Like something fragile and miraculous had wandered too close and he hadn’t known he was allowed to want it.

Their eyes met.

Whatever passed between them then was brief, wordless, and deeply uncomfortable. Shane’s chest tightened with a sudden, inexplicable awareness of himself, of being seen. Not as a threat. Not as a nuisance.

As a man.

The stranger blinked first. Looked away, as if embarrassed by his own attention. When he looked back again, the distance was carefully restored, expression smoothed into something neutral and ancient.

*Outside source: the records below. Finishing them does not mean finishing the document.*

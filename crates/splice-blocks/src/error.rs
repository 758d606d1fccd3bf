//! Error types for splice-blocks

use std::fmt;

/// Result type for splice-blocks operations
pub type Result<T> = std::result::Result<T, Error>;

/// Which edge of a block could not be located.
#[derive(Debug, Clone, Copy, PartialEq, Eq)]
pub enum Boundary {
    Start,
    End,
}

impl fmt::Display for Boundary {
    fn fmt(&self, f: &mut fmt::Formatter<'_>) -> fmt::Result {
        match self {
            Boundary::Start => write!(f, "start"),
            Boundary::End => write!(f, "end"),
        }
    }
}

/// Errors that can occur while locating or replacing blocks.
///
/// `spec_index` fields are 0-based; messages number blocks from 1.
#[derive(Debug, thiserror::Error)]
pub enum Error {
    #[error("Document is empty")]
    EmptyDocument,

    #[error("No block specs given")]
    EmptyPlan,

    #[error("Block {} ('{name}'): {boundary} not found", .spec_index + 1)]
    BlockNotFound {
        spec_index: usize,
        name: String,
        boundary: Boundary,
    },

    #[error(
        "Block {} ('{name}') starts at line {} but the previous block ends at line {}",
        .spec_index + 1,
        .start + 1,
        .previous_end + 1
    )]
    InvalidSpanOrder {
        spec_index: usize,
        name: String,
        start: usize,
        previous_end: usize,
    },

    #[error("Invalid block spec {} ('{name}'): {reason}", .spec_index + 1)]
    InvalidSpec {
        spec_index: usize,
        name: String,
        reason: String,
    },

    #[error("Invalid end pattern '{pattern}': {source}")]
    InvalidPattern {
        pattern: String,
        #[source]
        source: regex::Error,
    },

    #[error("Filesystem error: {0}")]
    Fs(#[from] splice_fs::Error),
}

impl Error {
    /// The 0-based index of the block spec this error concerns, if any.
    pub fn spec_index(&self) -> Option<usize> {
        match self {
            Error::BlockNotFound { spec_index, .. }
            | Error::InvalidSpanOrder { spec_index, .. }
            | Error::InvalidSpec { spec_index, .. } => Some(*spec_index),
            _ => None,
        }
    }
}
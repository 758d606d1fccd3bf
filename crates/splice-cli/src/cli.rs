//! CLI argument parsing using clap derive

use clap::{Parser, Subcommand};
use std::path::PathBuf;

/// blocksplice - replace marked blocks of a text file in one pass
#[derive(Parser, Debug)]
#[command(name = "splice")]
#[command(author, version, about, long_about = None)]
pub struct Cli {
    /// Enable verbose output
    #[arg(short, long, global = true)]
    pub verbose: bool,

    /// The command to run
    #[command(subcommand)]
    pub command: Option<Commands>,
}

/// Available commands
#[derive(Subcommand, Debug, Clone, PartialEq, Eq)]
pub enum Commands {
    /// Replace every block listed in a plan and write the file back
    ///
    /// Blocks are located in a single top-to-bottom pass. If any block
    /// cannot be located the file is left untouched.
    ///
    /// Examples:
    ///   splice apply src/page.tsx --plan splice.toml
    ///   splice apply src/page.tsx --plan splice.toml --dry-run --diff
    Apply {
        /// File to edit in place
        file: PathBuf,

        /// Plan file (.toml, .json, .yaml) listing the blocks
        #[arg(short, long)]
        plan: PathBuf,

        /// Compute the result without writing it
        #[arg(long)]
        dry_run: bool,

        /// Print a unified diff of the change
        #[arg(long)]
        diff: bool,

        /// Output as JSON for scripting
        #[arg(long, conflicts_with = "diff")]
        json: bool,
    },

    /// Report where each block is, without modifying the file
    Locate {
        /// File to scan
        file: PathBuf,

        /// Plan file (.toml, .json, .yaml) listing the blocks
        #[arg(short, long)]
        plan: PathBuf,

        /// Output as JSON for scripting
        #[arg(long)]
        json: bool,
    },
}
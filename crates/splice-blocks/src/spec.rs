//! Block specifications and resolved spans.

use crate::boundary::{BoundaryStrategy, ClosingLine};
use std::fmt;
use std::sync::Arc;

/// One block to find and replace.
#[derive(Debug, Clone)]
pub struct BlockSpec {
    /// Label used in reports and errors.
    pub name: String,
    /// Substring identifying the block's first line.
    pub start_marker: String,
    /// Rule deciding which line closes the block.
    pub end: Arc<dyn BoundaryStrategy>,
    /// Literal text replacing the whole block, start and end lines included.
    pub replacement: String,
}

impl BlockSpec {
    pub fn new(
        name: impl Into<String>,
        start_marker: impl Into<String>,
        end: impl BoundaryStrategy + 'static,
        replacement: impl Into<String>,
    ) -> Self {
        Self {
            name: name.into(),
            start_marker: start_marker.into(),
            end: Arc::new(end),
            replacement: replacement.into(),
        }
    }

    /// A spec ending on an exact closing line beyond a distance guard.
    pub fn closing_line(
        name: impl Into<String>,
        start_marker: impl Into<String>,
        token: impl Into<String>,
        min_lines_after_start: usize,
        replacement: impl Into<String>,
    ) -> Self {
        Self::new(
            name,
            start_marker,
            ClosingLine::new(token, min_lines_after_start),
            replacement,
        )
    }
}

/// Inclusive 0-based line range matched by a [`BlockSpec`].
#[derive(Debug, Clone, Copy, PartialEq, Eq)]
pub struct Span {
    pub start: usize,
    pub end: usize,
}

impl Span {
    pub fn new(start: usize, end: usize) -> Self {
        debug_assert!(start <= end, "span start {start} after end {end}");
        Self { start, end }
    }

    /// Number of lines covered.
    pub fn len(&self) -> usize {
        self.end - self.start + 1
    }

    /// Always false; a span covers at least its start line.
    pub fn is_empty(&self) -> bool {
        false
    }

    /// 1-based first line, for display.
    pub fn first_line(&self) -> usize {
        self.start + 1
    }

    /// 1-based last line, for display.
    pub fn last_line(&self) -> usize {
        self.end + 1
    }
}

impl fmt::Display for Span {
    fn fmt(&self, f: &mut fmt::Formatter<'_>) -> fmt::Result {
        write!(f, "lines {}-{}", self.first_line(), self.last_line())
    }
}
//! Console and JSON rendering of splice results

use colored::Colorize;
use serde_json::{Value, json};
use similar::{ChangeTag, TextDiff};

use splice_blocks::{FileSplice, Span, SpliceOutcome};
use splice_fs::NormalizedPath;

pub(super) fn outcome_json(report: &FileSplice) -> Value {
    let outcome = &report.outcome;
    json!({
        "file": report.path.as_str(),
        "written": report.written,
        "lines_before": outcome.lines_before,
        "lines_after": outcome.lines_after(),
        "line_delta": outcome.line_delta(),
        "blocks": outcome.blocks.iter().map(|block| json!({
            "name": block.name,
            "start_line": block.span.first_line(),
            "end_line": block.span.last_line(),
            "replacement_lines": block.replacement_lines,
        })).collect::<Vec<_>>(),
    })
}

pub(super) fn spans_json(path: &NormalizedPath, names: &[&str], spans: &[Span]) -> Value {
    json!({
        "file": path.as_str(),
        "blocks": names.iter().zip(spans).map(|(name, span)| json!({
            "name": name,
            "start_line": span.first_line(),
            "end_line": span.last_line(),
            "lines": span.len(),
        })).collect::<Vec<_>>(),
    })
}

/// Print each replaced block and the overall line-count change.
pub(super) fn print_outcome(path: &NormalizedPath, outcome: &SpliceOutcome, written: bool) {
    let verb = if written { "Replaced" } else { "Would replace" };
    for block in &outcome.blocks {
        println!(
            "{} {}: {} ({} lines) -> {} lines",
            verb.green().bold(),
            block.name.cyan(),
            block.span,
            block.span.len(),
            block.replacement_lines
        );
    }

    let delta = outcome.line_delta();
    let delta_text = format!("{:+}", delta);
    let delta_text = if delta < 0 {
        delta_text.green()
    } else if delta > 0 {
        delta_text.yellow()
    } else {
        delta_text.normal()
    };
    println!(
        "{} {}: {} -> {} lines ({})",
        "Lines".bold(),
        path.as_str().yellow(),
        outcome.lines_before,
        outcome.lines_after(),
        delta_text
    );

    if !written {
        println!("{} Dry run, file not modified.", "OK".green().bold());
    }
}

pub(super) fn print_spans(path: &NormalizedPath, names: &[&str], spans: &[Span]) {
    println!("{} {}", "Blocks in".blue().bold(), path.as_str().yellow());
    for (name, span) in names.iter().zip(spans) {
        println!("  {}: {} ({} lines)", name.cyan(), span, span.len());
    }
}

/// Print a coloured unified diff between the original and spliced text.
pub(super) fn print_diff(path: &NormalizedPath, original: &str, updated: &str) {
    let diff = TextDiff::from_lines(original, updated);
    let a = format!("a/{}", path.as_str().trim_start_matches('/'));
    let b = format!("b/{}", path.as_str().trim_start_matches('/'));

    println!("{}", format!("--- {}", a).bold());
    println!("{}", format!("+++ {}", b).bold());
    let mut unified = diff.unified_diff();
    unified.context_radius(3);
    for hunk in unified.iter_hunks() {
        println!("{}", hunk.header().to_string().cyan());
        for change in hunk.iter_changes() {
            let line = change.to_string_lossy();
            let line = line.trim_end_matches(['\n', '\r']);
            match change.tag() {
                ChangeTag::Delete => println!("{}", format!("-{}", line).red()),
                ChangeTag::Insert => println!("{}", format!("+{}", line).green()),
                ChangeTag::Equal => println!(" {}", line),
            }
        }
    }
}
//! Applying block specs to a file on disk.

use crate::document::Document;
use crate::error::Result;
use crate::spec::BlockSpec;
use crate::splice::{SpliceOutcome, replace_blocks};
use splice_fs::{LockedFile, NormalizedPath, compute_content_checksum, io};

/// What happened to a file.
#[derive(Debug, Clone)]
pub struct FileSplice {
    pub path: NormalizedPath,
    /// Text read from disk before splicing.
    pub original: String,
    pub outcome: SpliceOutcome,
    /// False for dry runs.
    pub written: bool,
}

impl FileSplice {
    /// Spliced text as it was (or would be) written.
    pub fn updated(&self) -> String {
        self.outcome.document.to_text()
    }
}

/// Lock `path`, splice every block, and write the result back.
///
/// The file stays locked for the whole cycle. Nothing is written when any
/// block fails to resolve or when the file changed on disk after it was read.
/// With `dry_run` the file is only read, without taking the lock.
pub fn splice_file(path: &NormalizedPath, specs: &[BlockSpec], dry_run: bool) -> Result<FileSplice> {
    if dry_run {
        let original = io::read_text(path)?;
        let outcome = replace_blocks(&Document::parse(&original), specs)?;
        tracing::info!(path = %path, "dry run, leaving file untouched");
        return Ok(FileSplice {
            path: path.clone(),
            original,
            outcome,
            written: false,
        });
    }

    let locked = LockedFile::open(path)?;
    let original = locked.read_text()?;
    let checksum = compute_content_checksum(&original);

    let outcome = replace_blocks(&Document::parse(&original), specs)?;
    locked.replace(&outcome.document.to_text(), &checksum)?;

    Ok(FileSplice {
        path: path.clone(),
        original,
        outcome,
        written: true,
    })
}

/// Resolve spans for `path` without modifying it.
pub fn locate_in_file(path: &NormalizedPath, specs: &[BlockSpec]) -> Result<Vec<crate::Span>> {
    let text = io::read_text(path)?;
    crate::locate_blocks(&Document::parse(&text), specs)
}
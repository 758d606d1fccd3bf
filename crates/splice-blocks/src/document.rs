//! Line-oriented view of a text document.
//!
//! Each stored line keeps its own terminator so lines that are not replaced
//! come back out byte for byte.

/// The line terminator a document mostly uses.
#[derive(Debug, Clone, Copy, PartialEq, Eq, Default)]
pub enum LineEnding {
    #[default]
    Lf,
    CrLf,
}

impl LineEnding {
    pub fn as_str(&self) -> &'static str {
        match self {
            LineEnding::Lf => "\n",
            LineEnding::CrLf => "\r\n",
        }
    }
}

/// An ordered sequence of lines. Order matters and duplicates are allowed.
#[derive(Debug, Clone, Default, PartialEq, Eq)]
pub struct Document {
    lines: Vec<String>,
}

impl Document {
    /// Split text into lines, keeping terminators.
    ///
    /// Empty text yields an empty document; `"\n"` yields one (blank) line.
    pub fn parse(text: &str) -> Self {
        Self {
            lines: split_lines(text),
        }
    }

    /// Build a document from already-split lines.
    ///
    /// Lines are stored as given; callers are responsible for terminators.
    pub fn from_lines<I, S>(lines: I) -> Self
    where
        I: IntoIterator<Item = S>,
        S: Into<String>,
    {
        Self {
            lines: lines.into_iter().map(Into::into).collect(),
        }
    }

    pub fn len(&self) -> usize {
        self.lines.len()
    }

    pub fn is_empty(&self) -> bool {
        self.lines.is_empty()
    }

    /// Raw lines including terminators.
    pub fn lines(&self) -> &[String] {
        &self.lines
    }

    /// Line content at `index` without its terminator.
    pub fn line(&self, index: usize) -> Option<&str> {
        self.lines.get(index).map(|line| strip_terminator(line))
    }

    /// The dominant terminator, `Lf` when the document has none.
    pub fn line_ending(&self) -> LineEnding {
        let crlf = self.lines.iter().filter(|l| l.ends_with("\r\n")).count();
        let lf = self
            .lines
            .iter()
            .filter(|l| l.ends_with('\n') && !l.ends_with("\r\n"))
            .count();
        if crlf > lf {
            LineEnding::CrLf
        } else {
            LineEnding::Lf
        }
    }

    /// Concatenate all lines back into text.
    pub fn to_text(&self) -> String {
        self.lines.concat()
    }
}

pub(crate) fn split_lines(text: &str) -> Vec<String> {
    text.split_inclusive('\n').map(str::to_string).collect()
}

/// Drop a trailing `\n` or `\r\n`.
pub fn strip_terminator(line: &str) -> &str {
    match line.strip_suffix('\n') {
        Some(rest) => rest.strip_suffix('\r').unwrap_or(rest),
        None => line,
    }
}

pub(crate) fn has_terminator(line: &str) -> bool {
    line.ends_with('\n')
}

“Go safely, Hollander,” he said, voice steady once more.

Shane nodded, pulse skidding strangely. “You too,” he said automatically, then frowned. You too? What did that even mean?

He turned and walked away before he could think about it any harder.

 


 

Behind him, unseen, Ilya remained very still.

He watched the mortal disappear between the trees, watched the way he carried his son like the most sacred burden in the world, watched until the bond between them faded from blinding gold to a distant, aching glow.

Smitten was not a word gods used.

But as the forest closed in and winter shifted quietly around him, Ilya brought a hand to his chest. 

What he found there felt utterly, unmistakably, like warmth.